Comme toute innovation, les progrès en Intelligence Artificielle (IA) s’accompagnent de risques et de défis considérables, notamment dans le domaine de la sécurité numérique. Parmi ces défis se trouve la montée inquiétante du clonage vocal, également appelé deepfake vocal.

Concrètement, l’usurpation vocale consiste à utiliser l’intelligence artificielle pour recréer la voix d’une personne à partir d’un simple enregistrement audio. Une fois la voix clonée, l’IA peut ainsi générer des phrases ou des conversations entières. Cela donne l’impression que l’individu concerné parle réellement. Ce processus repose en fait sur des technologies de machine learning. Elles analysent les patterns de discours, y compris le ton, l’accent, la respiration et les intonations.
Dans cet article :
Une porte ouverte à des utilisations malveillantes
Il suffit désormais de trois secondes d’audio pour que l’IA puisse capturer suffisamment d’informations et générer un clone vocal convaincant. Cela signifie qu’un bref extrait d’une conversation, même anodin, peut permettre aux fraudeurs de dupliquer une voix pour des fins malveillantes.
Cette technologie a des applications bénéfiques, comme dans le domaine du divertissement (voix d’acteurs posthumes) ou dans l’assistance aux personnes souffrant de troubles de la parole. Néanmoins, elle ouvre également la porte à des abus massifs, particulièrement en matière de fraude.
Comment cette technologie est-elle exploitée ?
Les escroqueries par clonage vocal exploitent alors la crédibilité et la confiance que nous accordons aux voix de nos proches ou des figures d’autorité. Les cybercriminels utilisent des enregistrements vocaux disponibles en ligne. Ces séquences souvent trouvés sur des plateformes publiques comme YouTube ou TikTok. Ils les utilisent ensuite pour créer des clones vocaux et manipuler les victimes. En réalité, les cas d’escroqueries liées à ces usurpations vocales sont en augmentation, tant en fréquence qu’en complexité.

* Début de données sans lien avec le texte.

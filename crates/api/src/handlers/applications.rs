//! Handlers for the `/applications` resource.
//!
//! Students submit, list and withdraw their own applications; institutes
//! list and review applications to their courses. The multi-row writes go
//! through [`AdmissionLifecycle`](crate::lifecycle::AdmissionLifecycle).

use admissions_core::application::ApplicationStatus;
use admissions_core::types::DbId;
use admissions_db::models::application::{InstituteApplicationFilter, InstituteApplicationView};
use admissions_db::repositories::ApplicationRepo;
use axum::extract::State;
use axum::http::StatusCode;
use axum::response::IntoResponse;
use axum::Json;
use serde::{Deserialize, Serialize};
use validator::Validate;

use crate::error::AppResult;
use crate::extract::{AppJson, AppPath, AppQuery};
use crate::lifecycle::NewApplication;
use crate::middleware::rbac::{RequireInstitute, RequireStudent};
use crate::query::{PageParams, Pagination};
use crate::response::ApiResponse;
use crate::state::AppState;

// ---------------------------------------------------------------------------
// Request / response types
// ---------------------------------------------------------------------------

/// Request body for `POST /applications/apply`.
#[derive(Debug, Deserialize, Validate)]
pub struct ApplyRequest {
    #[validate(range(min = 1, message = "Valid course ID is required"))]
    pub course_id: DbId,
    #[validate(length(max = 255, message = "Preferred major must be at most 255 characters"))]
    pub preferred_major: Option<String>,
    #[validate(length(min = 50, message = "Personal statement must be at least 50 characters"))]
    pub personal_statement: String,
    #[serde(default)]
    pub documents: Vec<String>,
}

/// Request body for `PUT /applications/{id}/status`.
#[derive(Debug, Deserialize, Validate)]
pub struct UpdateStatusRequest {
    /// One of `under_review`, `accepted`, `rejected`.
    pub status: String,
    #[validate(length(max = 1000, message = "Review notes must be at most 1000 characters"))]
    pub review_notes: Option<String>,
}

/// Query string for `GET /applications/institute`.
#[derive(Debug, Default, Deserialize)]
pub struct InstituteListQuery {
    pub status: Option<String>,
    pub course_id: Option<DbId>,
    pub page: Option<i64>,
    pub limit: Option<i64>,
}

#[derive(Debug, Serialize)]
pub struct InstituteApplicationPage {
    pub applications: Vec<InstituteApplicationView>,
    pub pagination: Pagination,
}

// ---------------------------------------------------------------------------
// Student handlers
// ---------------------------------------------------------------------------

/// POST /api/v1/applications/apply
pub async fn apply(
    RequireStudent(caller): RequireStudent,
    State(state): State<AppState>,
    AppJson(input): AppJson<ApplyRequest>,
) -> AppResult<impl IntoResponse> {
    input.validate()?;

    let receipt = state
        .lifecycle()
        .submit(
            caller.profile_id,
            &NewApplication {
                course_id: input.course_id,
                preferred_major: input.preferred_major,
                personal_statement: input.personal_statement,
                documents: input.documents,
            },
        )
        .await?;

    Ok((
        StatusCode::CREATED,
        Json(ApiResponse::with_message(
            "Application submitted successfully",
            receipt,
        )),
    ))
}

/// GET /api/v1/applications/student
///
/// The caller's applications, newest first.
pub async fn list_for_student(
    RequireStudent(caller): RequireStudent,
    State(state): State<AppState>,
) -> AppResult<impl IntoResponse> {
    let applications = ApplicationRepo::list_views_for_student(&state.pool, caller.profile_id).await?;
    Ok(Json(ApiResponse::data(applications)))
}

/// GET /api/v1/applications/quota/{institute_id}
pub async fn quota(
    RequireStudent(caller): RequireStudent,
    State(state): State<AppState>,
    AppPath(institute_id): AppPath<DbId>,
) -> AppResult<impl IntoResponse> {
    let status = state
        .lifecycle()
        .can_apply(caller.profile_id, institute_id)
        .await?;
    Ok(Json(ApiResponse::data(status)))
}

/// DELETE /api/v1/applications/{id}/withdraw
pub async fn withdraw(
    RequireStudent(caller): RequireStudent,
    State(state): State<AppState>,
    AppPath(application_id): AppPath<DbId>,
) -> AppResult<impl IntoResponse> {
    let application = state
        .lifecycle()
        .withdraw(caller.profile_id, application_id)
        .await?;
    Ok(Json(ApiResponse::with_message(
        "Application withdrawn successfully",
        application,
    )))
}

// ---------------------------------------------------------------------------
// Institute handlers
// ---------------------------------------------------------------------------

/// GET /api/v1/applications/institute
///
/// Applications to the caller's courses, filterable by `status` and
/// `course_id`, paginated with `page` / `limit`.
pub async fn list_for_institute(
    RequireInstitute(caller): RequireInstitute,
    State(state): State<AppState>,
    AppQuery(params): AppQuery<InstituteListQuery>,
) -> AppResult<impl IntoResponse> {
    let (page, limit, offset) = PageParams {
        page: params.page,
        limit: params.limit,
    }
    .resolve();
    let status = params
        .status
        .as_deref()
        .map(str::parse::<ApplicationStatus>)
        .transpose()?;
    let filter = InstituteApplicationFilter {
        status: status.map(|s| s.as_str().to_string()),
        course_id: params.course_id,
    };

    let applications = ApplicationRepo::list_views_for_institute(
        &state.pool,
        caller.profile_id,
        &filter,
        limit,
        offset,
    )
    .await?;
    let total = ApplicationRepo::count_for_institute(&state.pool, caller.profile_id, &filter).await?;

    Ok(Json(ApiResponse::data(InstituteApplicationPage {
        applications,
        pagination: Pagination::new(page, limit, total),
    })))
}

/// PUT /api/v1/applications/{id}/status
pub async fn update_status(
    RequireInstitute(caller): RequireInstitute,
    State(state): State<AppState>,
    AppPath(application_id): AppPath<DbId>,
    AppJson(input): AppJson<UpdateStatusRequest>,
) -> AppResult<impl IntoResponse> {
    input.validate()?;
    let next: ApplicationStatus = input.status.parse()?;

    let change = state
        .lifecycle()
        .update_status(
            caller.profile_id,
            application_id,
            next,
            input.review_notes.as_deref(),
        )
        .await?;

    Ok(Json(ApiResponse::with_message(
        format!("Application status updated to {next}"),
        change,
    )))
}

Un des modes opératoires les plus courants est d’induire un sentiment d’urgence chez la victime. Ainsi, les criminels utilisent la voix clonée pour se faire passer pour un ami, un membre de la famille ou une figure d’autorité (comme un employeur ou un officiel), et demandent rapidement de l’argent, souvent sous forme de cartes-cadeaux, de transferts bancaires ou de cryptomonnaies. Les victimes sont souvent désemparées et prises de court, ce qui augmente les chances de succès de l’escroquerie.
Des exemples notoires
Les exemples d’usurpation vocale sont nombreux et illustrent la menace croissante que représente cette technologie.
Aux Émirats Arabes Unis
Des criminels ont cloné la voix d’un directeur d’entreprise pour orchestrer un vol massif de 51 millions de dollars australiens (environ 33 millions d’euros). En fait, ils ont convaincu les employés de l’entreprise d’effectuer un transfert de fonds sur la base d’instructions vocales frauduleuses.
En Inde
Un homme d’affaires basé à Mumbai a été trompé par un appel frauduleux prétendument émis depuis l’ambassade indienne à Dubaï. L’escroc, utilisant une voix clonée, a en effet extorqué des fonds sous couvert de fausses demandes administratives urgentes.
En Australie
Des escrocs ont utilisé une voix clonée du Premier ministre du Queensland, Steven Miles, pour inciter des victimes à investir dans des escroqueries liées au Bitcoin.
L’un des exemples les plus inquiétants concerne les enlèvements fictifs. Aux États-Unis, les voix de jeunes victimes ont été clonées pour manipuler leurs parents en les convainquant que leur enfant avait été enlevé. Face à cette fausse urgence, les parents sont contraints de se soumettre aux demandes de rançon.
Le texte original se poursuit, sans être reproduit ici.